## [Task to carry out]
Only lines with the word "SimConfig" are wanted; copy each of them from the listing below.

[Opening Supplied records section]

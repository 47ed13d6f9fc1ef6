// ─────────────────────────────────────────────────────────────────────
// SCPN Seismic Core — FOM Driver
// © 1998–2026 Miroslav Šotek. All rights reserved.
// Contact: www.anulum.li | protoscience@anulum.li
// ORCID: https://orcid.org/0009-0009-3560-0851
// License: GNU AGPL v3 | Commercial licensing available
// ─────────────────────────────────────────────────────────────────────
//! Full-order driver: one rank-1 march per sampled signal period.
//!
//! Everything sample-invariant (mesh, material scan, operators, source
//! location, state allocations) is built once; the sampling loop only
//! swaps signal content, re-checks stability, and resets states.

use tracing::{info, info_span};

use crate::forcing::RankOneForcing;
use crate::integrate::run_fom_rank_one;
use crate::material::create_material_model;
use crate::observer::{Observer, Seismogram};
use crate::operators::ShearOperators;
use crate::signal::Signal;
use crate::stability::{check_cfl, check_dispersion_criterion};
use seismic_types::config::SimConfig;
use seismic_types::error::SeismicResult;
use seismic_types::state::{FieldId, Mirrored};

#[derive(Debug)]
pub struct FomDriver {
    config: SimConfig,
    ops: ShearOperators,
    forcing: RankOneForcing,
    observer: Option<Observer>,
    seismogram: Option<Seismogram>,
    x_vp: Mirrored,
    x_sp: Mirrored,
}

impl FomDriver {
    /// Build all sample-invariant structure up front.
    pub fn new(config: SimConfig) -> SeismicResult<Self> {
        let mesh = config.create_mesh();
        let material = create_material_model(&config.material)?;
        // Sampling always folds: rebuilding operators per sample would
        // defeat the sweep amortization, and only the signal varies.
        let ops = if config.general.include_material_in_jacobian || config.sampling_enabled() {
            ShearOperators::with_material(mesh.clone(), material.as_ref())?
        } else {
            ShearOperators::without_material(mesh.clone(), material.as_ref())?
        };
        let forcing = RankOneForcing::new(&config, &mesh);
        info!(
            num_vp = mesh.num_vp_pts(),
            num_sp = mesh.num_sp_pts(),
            source_gid = forcing.vp_gid(),
            folded = ops.material_folded(),
            "fom driver assembled"
        );

        let observer = config.io.enable_snapshot_matrix.then(|| {
            Observer::new(
                mesh.num_vp_pts(),
                mesh.num_sp_pts(),
                config.general.num_steps,
                config.io.snapshot_frequency,
                1,
            )
        });
        let seismogram = config
            .io
            .enable_seismogram
            .then(|| Seismogram::from_config(&config, &mesh));

        let x_vp = Mirrored::zeros(mesh.num_vp_pts(), 1);
        let x_sp = Mirrored::zeros(mesh.num_sp_pts(), 1);
        Ok(FomDriver {
            config,
            ops,
            forcing,
            observer,
            seismogram,
            x_vp,
            x_sp,
        })
    }

    /// Run the sweep (or the single configured run).
    pub fn run(&mut self) -> SeismicResult<()> {
        let periods: Vec<f64> = match &self.config.sampling {
            Some(s) => s.values.clone(),
            None => vec![self.config.forcing.signal.period],
        };
        let nominal = Signal::from_config(&self.config.forcing.signal);

        for (run_id, &period) in periods.iter().enumerate() {
            let span = info_span!("fom_run", run_id, period);
            let _guard = span.enter();

            let mut signal = nominal;
            signal.reset_period(period);
            self.forcing.replace_signal(signal);
            self.check_stability()?;

            self.x_vp.reset();
            self.x_sp.reset();
            if let Some(obs) = &mut self.observer {
                obs.prep_for_new_run(run_id);
            }
            if let Some(seis) = &mut self.seismogram {
                seis.prep_for_new_run(run_id);
            }

            run_fom_rank_one(
                self.config.general.num_steps,
                self.config.general.time_step_size,
                &self.ops,
                &self.forcing,
                self.config.general.exploit_forcing_sparsity,
                self.observer.as_mut(),
                self.seismogram.as_mut(),
                &mut self.x_vp,
                &mut self.x_sp,
            );
            self.write_run_outputs()?;
            info!("run complete");
        }

        // coordinates accompany the snapshot matrices; sample-invariant,
        // so written once per sweep
        if self.config.io.enable_snapshot_matrix {
            let out = &self.config.io.output_dir;
            self.ops.write_coordinates(FieldId::Vp, out)?;
            self.ops.write_coordinates(FieldId::Sp, out)?;
        }
        info!(runs = periods.len(), "fom sweep finished");
        Ok(())
    }

    fn check_stability(&self) -> SeismicResult<()> {
        let mesh = self.ops.mesh();
        if self.config.general.check_dispersion {
            check_dispersion_criterion(
                mesh,
                self.forcing.max_freq(),
                self.ops.min_shear_velocity(),
            )?;
        }
        if self.config.general.check_cfl {
            check_cfl(
                mesh,
                self.config.general.time_step_size,
                self.ops.max_shear_velocity(),
            )?;
        }
        Ok(())
    }

    fn write_run_outputs(&self) -> SeismicResult<()> {
        let start = std::time::Instant::now();
        let out = &self.config.io.output_dir;
        if let Some(obs) = &self.observer {
            obs.write_snapshot_matrix(FieldId::Vp, out)?;
            obs.write_snapshot_matrix(FieldId::Sp, out)?;
        }
        if let Some(seis) = &self.seismogram {
            seis.write_receivers(out)?;
        }
        info!(elapsed_ms = start.elapsed().as_millis() as u64, "outputs processed");
        Ok(())
    }

    /// Final velocity state of the last run, for inspection.
    pub fn velocity_state(&self) -> &Mirrored {
        &self.x_vp
    }
}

[Closing Supplied records section]

## [Answer for the task]
use seismic_types::config::SimConfig;
    config: SimConfig,
    pub fn new(config: SimConfig) -> SeismicResult<Self> {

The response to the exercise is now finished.